┌────────
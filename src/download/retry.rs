//! Retry decisions for failed fetches.
//!
//! A failed fetch is sorted into a [`FailureType`], and
//! [`RetryPolicy::should_retry`] turns that plus the attempt number into a
//! [`RetryDecision`].
//!
//! `max_attempts` counts every fetch of an item including the first, so the
//! default of 3 allows two retries. Backoff starts at the base delay, doubles
//! per attempt and is capped (32 s by default). When a rate-limited response
//! names its own wait in Retry-After, [`retry_after_delay`] supplies it and
//! the caller uses it instead of the computed backoff.
//!
//! # Example
//!
//! ```
//! use setup_downloader_core::download::{AcquireError, RetryDecision, RetryPolicy, classify_error};
//! use setup_downloader_core::provider::ProviderError;
//!
//! let policy = RetryPolicy::default();
//! let error = AcquireError::from(ProviderError::http_status("https://example.com/a.zip", 503));
//!
//! match policy.should_retry(classify_error(&error), 1) {
//!     RetryDecision::Retry { delay, attempt } => println!("attempt {attempt} in {delay:?}"),
//!     RetryDecision::DoNotRetry { reason } => println!("giving up: {reason}"),
//! }
//! ```

use std::time::Duration;

use rand::Rng;
use tracing::debug;

use super::AcquireError;
use super::pacing::parse_retry_after;
use crate::provider::ProviderError;

/// Default fetch attempts per item, the first one included.
pub const DEFAULT_MAX_RETRIES: u32 = 3;

const DEFAULT_BASE_DELAY: Duration = Duration::from_secs(1);

const DEFAULT_MAX_DELAY: Duration = Duration::from_secs(32);

/// Upper bound of the random spread added to each backoff.
const MAX_JITTER_MS: u64 = 500;

/// How a failure affects the retry decision.
#[derive(Debug, Clone, Copy, PartialEq, Eq)]
pub enum FailureType {
    /// May succeed later: timeouts, 5xx, dropped connections, short bodies.
    Transient,
    /// Will fail the same way again: 404, unreadable archives, local disk errors.
    Permanent,
    /// Credentials were rejected. Never retried; the run stops scheduling.
    NeedsAuth,
    /// The provider asked us to slow down.
    RateLimited,
}

/// Answer from [`RetryPolicy::should_retry`].
#[derive(Debug, Clone, PartialEq, Eq)]
pub enum RetryDecision {
    /// Fetch again after `delay`.
    Retry {
        /// Computed backoff.
        delay: Duration,
        /// Number of the attempt about to be made (the first retry is 2).
        attempt: u32,
    },
    /// Stop and report the failure.
    DoNotRetry {
        /// Why.
        reason: String,
    },
}

/// Attempt budget and backoff schedule.
#[derive(Debug, Clone)]
pub struct RetryPolicy {
    max_attempts: u32,
    base_delay: Duration,
    max_delay: Duration,
    jitter: bool,
}

impl Default for RetryPolicy {
    fn default() -> Self {
        Self::new(DEFAULT_MAX_RETRIES, DEFAULT_BASE_DELAY, DEFAULT_MAX_DELAY)
    }
}

impl RetryPolicy {
    /// Policy allowing `max_attempts` fetches in total (at least one), with
    /// backoff doubling from `base_delay` up to `max_delay`.
    #[must_use]
    pub fn new(max_attempts: u32, base_delay: Duration, max_delay: Duration) -> Self {
        Self {
            max_attempts: max_attempts.max(1),
            base_delay,
            max_delay: max_delay.max(base_delay),
            jitter: true,
        }
    }

    /// Disables jitter, making delays exact.
    #[must_use]
    pub fn without_jitter(mut self) -> Self {
        self.jitter = false;
        self
    }

    /// Total fetch attempts allowed per item.
    #[must_use]
    pub fn max_attempts(&self) -> u32 {
        self.max_attempts
    }

    /// Decides what follows the failure of attempt number `attempt` (1-based).
    pub fn should_retry(&self, failure_type: FailureType, attempt: u32) -> RetryDecision {
        match failure_type {
            FailureType::Permanent => {
                return RetryDecision::DoNotRetry {
                    reason: "permanent failure".to_string(),
                };
            }
            FailureType::NeedsAuth => {
                return RetryDecision::DoNotRetry {
                    reason: "credentials rejected".to_string(),
                };
            }
            FailureType::Transient | FailureType::RateLimited => {}
        }

        if attempt >= self.max_attempts {
            return RetryDecision::DoNotRetry {
                reason: format!("all {} attempts used", self.max_attempts),
            };
        }

        let delay = self.backoff(attempt);
        debug!(attempt, delay_ms = delay.as_millis(), ?failure_type, "scheduling retry");
        RetryDecision::Retry {
            delay,
            attempt: attempt + 1,
        }
    }

    /// `base * 2^(attempt - 1)`, capped at the maximum, plus jitter.
    fn backoff(&self, attempt: u32) -> Duration {
        let factor = 2u32.checked_pow(attempt.saturating_sub(1)).unwrap_or(u32::MAX);
        let delay = self
            .base_delay
            .checked_mul(factor)
            .map_or(self.max_delay, |d| d.min(self.max_delay));
        if self.jitter {
            delay + Duration::from_millis(rand::thread_rng().gen_range(0..=MAX_JITTER_MS))
        } else {
            delay
        }
    }
}

/// Sorts a per-item error for the retry decision.
#[must_use]
pub fn classify_error(error: &AcquireError) -> FailureType {
    match error {
        AcquireError::Provider(e) => classify_provider_error(e),
        AcquireError::Integrity { .. } => FailureType::Transient,
        AcquireError::Io { .. }
        | AcquireError::EmptyBody { .. }
        | AcquireError::Archive { .. }
        | AcquireError::EmptyArchive { .. }
        | AcquireError::Hash(_)
        | AcquireError::State(_) => FailureType::Permanent,
    }
}

/// Sorts a provider error.
///
/// Providers already turn 401/403, 404 and 429 into their own variants, so an
/// [`ProviderError::HttpStatus`] only needs the timeout/server-side split.
#[must_use]
pub fn classify_provider_error(error: &ProviderError) -> FailureType {
    match error {
        ProviderError::Auth { .. } => FailureType::NeedsAuth,
        ProviderError::RateLimited { .. } => FailureType::RateLimited,
        ProviderError::HttpStatus { status, .. } if *status == 408 || *status >= 500 => {
            FailureType::Transient
        }
        ProviderError::NotFound { .. }
        | ProviderError::HttpStatus { .. }
        | ProviderError::InvalidResponse { .. } => FailureType::Permanent,
        ProviderError::Network { .. }
        | ProviderError::Timeout { .. }
        | ProviderError::Transient { .. } => FailureType::Transient,
    }
}

/// The wait a rate-limited response asked for, overriding computed backoff.
#[must_use]
pub fn retry_after_delay(error: &AcquireError) -> Option<Duration> {
    match error {
        AcquireError::Provider(ProviderError::RateLimited {
            retry_after: Some(value),
            ..
        }) => parse_retry_after(value),
        _ => None,
    }
}

#[cfg(test)]
#[allow(clippy::unwrap_used)]
mod tests {
    use super::*;

    fn exact(max_attempts: u32) -> RetryPolicy {
        RetryPolicy::new(max_attempts, Duration::from_secs(1), DEFAULT_MAX_DELAY).without_jitter()
    }

    fn rate_limited(retry_after: Option<&str>) -> AcquireError {
        AcquireError::from(ProviderError::RateLimited {
            url: "https://example.com/a.zip".to_string(),
            retry_after: retry_after.map(str::to_string),
        })
    }

    // ==================== Attempt Budget Tests ====================

    #[test]
    fn test_max_attempts_counts_the_first_fetch() {
        let policy = exact(3);
        let mut attempt = 1;
        let mut fetches = 1;
        while let RetryDecision::Retry { attempt: next, .. } =
            policy.should_retry(FailureType::Transient, attempt)
        {
            attempt = next;
            fetches += 1;
        }
        assert_eq!(fetches, 3);
        assert_eq!(attempt, 3);
    }

    #[test]
    fn test_single_attempt_budget_never_retries() {
        let policy = exact(1);
        assert!(matches!(
            policy.should_retry(FailureType::Transient, 1),
            RetryDecision::DoNotRetry { .. }
        ));
        assert_eq!(RetryPolicy::new(0, Duration::ZERO, Duration::ZERO).max_attempts(), 1);
    }

    #[test]
    fn test_permanent_and_auth_stop_on_first_failure() {
        let policy = exact(5);
        for failure in [FailureType::Permanent, FailureType::NeedsAuth] {
            assert!(matches!(
                policy.should_retry(failure, 1),
                RetryDecision::DoNotRetry { .. }
            ));
        }
        assert!(matches!(
            policy.should_retry(FailureType::RateLimited, 1),
            RetryDecision::Retry { attempt: 2, .. }
        ));
    }

    // ==================== Backoff Tests ====================

    #[test]
    fn test_backoff_doubles_then_caps_at_32_seconds() {
        let policy = exact(10);
        let delays: Vec<u64> = (1..10)
            .map(|attempt| match policy.should_retry(FailureType::Transient, attempt) {
                RetryDecision::Retry { delay, .. } => delay.as_secs(),
                RetryDecision::DoNotRetry { reason } => panic!("stopped early: {reason}"),
            })
            .collect();
        assert_eq!(delays, vec![1, 2, 4, 8, 16, 32, 32, 32, 32]);
    }

    #[test]
    fn test_backoff_cap_survives_huge_attempt_numbers() {
        let policy = exact(u32::MAX);
        match policy.should_retry(FailureType::Transient, 200) {
            RetryDecision::Retry { delay, .. } => assert_eq!(delay, DEFAULT_MAX_DELAY),
            RetryDecision::DoNotRetry { reason } => panic!("{reason}"),
        }
    }

    #[test]
    fn test_jitter_stays_within_half_a_second() {
        let policy = RetryPolicy::new(3, Duration::from_secs(1), DEFAULT_MAX_DELAY);
        for _ in 0..50 {
            let RetryDecision::Retry { delay, .. } = policy.should_retry(FailureType::Transient, 1)
            else {
                panic!("expected retry");
            };
            assert!(delay >= Duration::from_secs(1));
            assert!(delay <= Duration::from_millis(1500));
        }
    }

    // ==================== Retry-After Tests ====================

    #[test]
    fn test_retry_after_seconds_override_backoff() {
        assert_eq!(retry_after_delay(&rate_limited(Some("7"))), Some(Duration::from_secs(7)));
        assert_eq!(retry_after_delay(&rate_limited(Some("0"))), Some(Duration::ZERO));
    }

    #[test]
    fn test_retry_after_absent_or_unparseable_keeps_backoff() {
        assert_eq!(retry_after_delay(&rate_limited(None)), None);
        assert_eq!(retry_after_delay(&rate_limited(Some("soon"))), None);
        let unavailable = AcquireError::from(ProviderError::http_status("u", 503));
        assert_eq!(retry_after_delay(&unavailable), None);
    }

    // ==================== Classification Tests ====================

    #[test]
    fn test_classify_typed_provider_errors() {
        assert_eq!(
            classify_error(&AcquireError::from(ProviderError::auth("gofast", "expired"))),
            FailureType::NeedsAuth
        );
        assert_eq!(classify_error(&rate_limited(None)), FailureType::RateLimited);
        assert_eq!(
            classify_error(&AcquireError::from(ProviderError::NotFound { url: "u".into() })),
            FailureType::Permanent
        );
        assert_eq!(
            classify_error(&AcquireError::from(ProviderError::transient("reset"))),
            FailureType::Transient
        );
    }

    #[test]
    fn test_classify_remaining_statuses() {
        let status = |code| classify_provider_error(&ProviderError::http_status("u", code));
        assert_eq!(status(500), FailureType::Transient);
        assert_eq!(status(503), FailureType::Transient);
        assert_eq!(status(408), FailureType::Transient);
        assert_eq!(status(400), FailureType::Permanent);
        assert_eq!(status(410), FailureType::Permanent);
    }

    #[test]
    fn test_classify_local_failures() {
        let short = AcquireError::Integrity {
            path: "/tmp/a.part".into(),
            expected_bytes: 10,
            actual_bytes: 4,
        };
        assert_eq!(classify_error(&short), FailureType::Transient);

        let bad_zip = AcquireError::Archive {
            path: "/tmp/a.part".into(),
            message: "invalid Zip archive".to_string(),
        };
        assert_eq!(classify_error(&bad_zip), FailureType::Permanent);

        let disk = AcquireError::io("/tmp/a", std::io::Error::other("disk full"));
        assert_eq!(classify_error(&disk), FailureType::Permanent);
    }
}
//! Subject and location extraction for files already on disk.

use std::path::Path;

use tracing::{debug, warn};

use crate::naming::{location_candidate_tokens, parse_setup_filename};
use crate::resolver::Resolver;

/// Minimum confidence for a bare filename token to count as a location.
const TOKEN_CONFIDENCE: f64 = 0.7;

/// Minimum confidence for a folder name to count as a location.
const FOLDER_CONFIDENCE: f64 = 0.6;

/// Folder names that are usually containers rather than car folders.
const SUSPICIOUS_FOLDERS: &[&str] = &[
    "setups",
    "setup",
    "downloads",
    "download",
    "backup",
    "backups",
    "old",
    "new",
    "temp",
    "tmp",
];

/// Where the location text came from.
#[derive(Debug, Clone, Copy, PartialEq, Eq)]
pub enum LocationSource {
    /// A known filename convention.
    Convention,
    /// A filename token that resolved on its own.
    FilenameToken,
    /// A folder between the subject folder and the file.
    Folder,
}

/// Location text plus any category the filename carried.
#[derive(Debug, Clone, PartialEq, Eq)]
pub(super) struct ExtractedLocation {
    pub(super) text: String,
    pub(super) source: LocationSource,
    pub(super) category: Option<String>,
}

/// First directory under the source root, if the file is not at the root.
pub(super) fn subject_folder(relative: &Path) -> Option<String> {
    let mut components = relative.components();
    let first = components.next()?.as_os_str().to_str()?.to_string();
    // A lone component is the file itself.
    components.next()?;

    if SUSPICIOUS_FOLDERS.contains(&first.to_ascii_lowercase().as_str()) {
        warn!(
            folder = %first,
            file = %relative.display(),
            "folder looks like a container, not a car folder; try organizing its parent"
        );
    }
    Some(first)
}

/// Extracts a location name from the filename, then from the folders.
pub(super) fn extract_location(resolver: &Resolver, relative: &Path) -> Option<ExtractedLocation> {
    let file_name = relative.file_name()?.to_str()?;

    if let Some(parsed) = parse_setup_filename(file_name) {
        debug!(convention = ?parsed.convention, location = %parsed.location, "filename convention matched");
        return Some(ExtractedLocation {
            text: parsed.location,
            source: LocationSource::Convention,
            category: parsed.category,
        });
    }

    for token in location_candidate_tokens(file_name) {
        let resolution = resolver.resolve(&token, None);
        if resolution
            .as_resolved()
            .is_some_and(|r| r.confidence >= TOKEN_CONFIDENCE)
        {
            return Some(ExtractedLocation {
                text: token,
                source: LocationSource::FilenameToken,
                category: None,
            });
        }
    }

    location_from_folders(resolver, relative)
}

/// Tries the folders between the subject folder and the file.
///
/// Falls back to the first such folder verbatim; it may still resolve once
/// the category hint is applied.
fn location_from_folders(resolver: &Resolver, relative: &Path) -> Option<ExtractedLocation> {
    let parts: Vec<&str> = relative
        .components()
        .filter_map(|c| c.as_os_str().to_str())
        .collect();
    if parts.len() <= 2 {
        return None;
    }
    let middle = &parts[1..parts.len() - 1];

    let matched = middle.iter().map(|part| part.replace(['-', '_'], " ")).find(|cleaned| {
        resolver
            .resolve(cleaned, None)
            .as_resolved()
            .is_some_and(|r| r.confidence >= FOLDER_CONFIDENCE)
    });

    let text = matched.or_else(|| middle.first().map(|part| (*part).to_string()))?;
    Some(ExtractedLocation {
        text,
        source: LocationSource::Folder,
        category: None,
    })
}
//! Acquisition engine: paced, bounded, retrying fetch with dedupe-aware commit.
//!
//! This module turns a [`Provider`](crate::provider::Provider)'s listing into
//! files on disk under a destination root.
//!
//! # Features
//!
//! - Bounded concurrency (1-20 simultaneous fetches)
//! - Uniformly jittered pacing before each fetch
//! - Exponential backoff retry with Retry-After support
//! - Streaming bodies into a staging area, hashed on the fly
//! - ZIP bundles unpacked into one staged file per `.sto` member
//! - Content duplicates recognised across the whole destination tree
//! - Write-then-rename placement; the ledger only names complete files
//! - Dry run and cooperative interruption
//!
//! # Example
//!
//! ```
//! use std::time::Duration;
//! use setup_downloader_core::download::AcquisitionOptions;
//!
//! let options = AcquisitionOptions {
//!     max_concurrency: 2,
//!     min_delay: Duration::ZERO,
//!     max_delay: Duration::ZERO,
//!     ..AcquisitionOptions::default()
//! };
//! assert!(options.validate().is_ok());
//! ```

mod constants;
mod engine;
mod error;
mod filename;
mod pacing;
mod result;
mod retry;

use std::sync::{Mutex, MutexGuard, PoisonError};

pub use constants::{
    DEFAULT_CONCURRENCY, DEFAULT_MAX_DELAY, DEFAULT_MIN_DELAY, MAX_CONCURRENCY, MAX_PACING_DELAY,
    MAX_RETRIES_LIMIT, MIN_CONCURRENCY, STAGING_DIR,
};
pub use engine::{AcquisitionOptions, Orchestrator};
pub use error::{AcquireError, RunError};
pub use filename::{destination_dir, sanitize_filename};
pub(crate) use filename::{filename_from_url, parse_content_disposition};
pub use pacing::{Pacer, parse_retry_after};
pub use result::{AcquisitionResult, ItemFailure, PlannedItem};
pub use retry::{
    DEFAULT_MAX_RETRIES, FailureType, RetryDecision, RetryPolicy, classify_error,
    classify_provider_error, retry_after_delay,
};

// Note: no module-local Result aliases; spell out `Result<T, AcquireError>`.

/// Locks `mutex`, recovering the guard if a unit panicked while holding it.
///
/// Ledger and index updates are applied whole under the lock, so a poisoned
/// guard still protects consistent data.
pub(crate) fn lock<T>(mutex: &Mutex<T>) -> MutexGuard<'_, T> {
    mutex.lock().unwrap_or_else(PoisonError::into_inner)
}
└────────
**Your objective**
Out of the records above, pull each line containing the word "super".

**Final answer**
use super::AcquireError;
use super::pacing::parse_retry_after;
    use super::*;
pub(super) struct ExtractedLocation {
    pub(super) text: String,
    pub(super) source: LocationSource,
    pub(super) category: Option<String>,
pub(super) fn subject_folder(relative: &Path) -> Option<String> {
pub(super) fn extract_location(resolver: &Resolver, relative: &Path) -> Option<ExtractedLocation> {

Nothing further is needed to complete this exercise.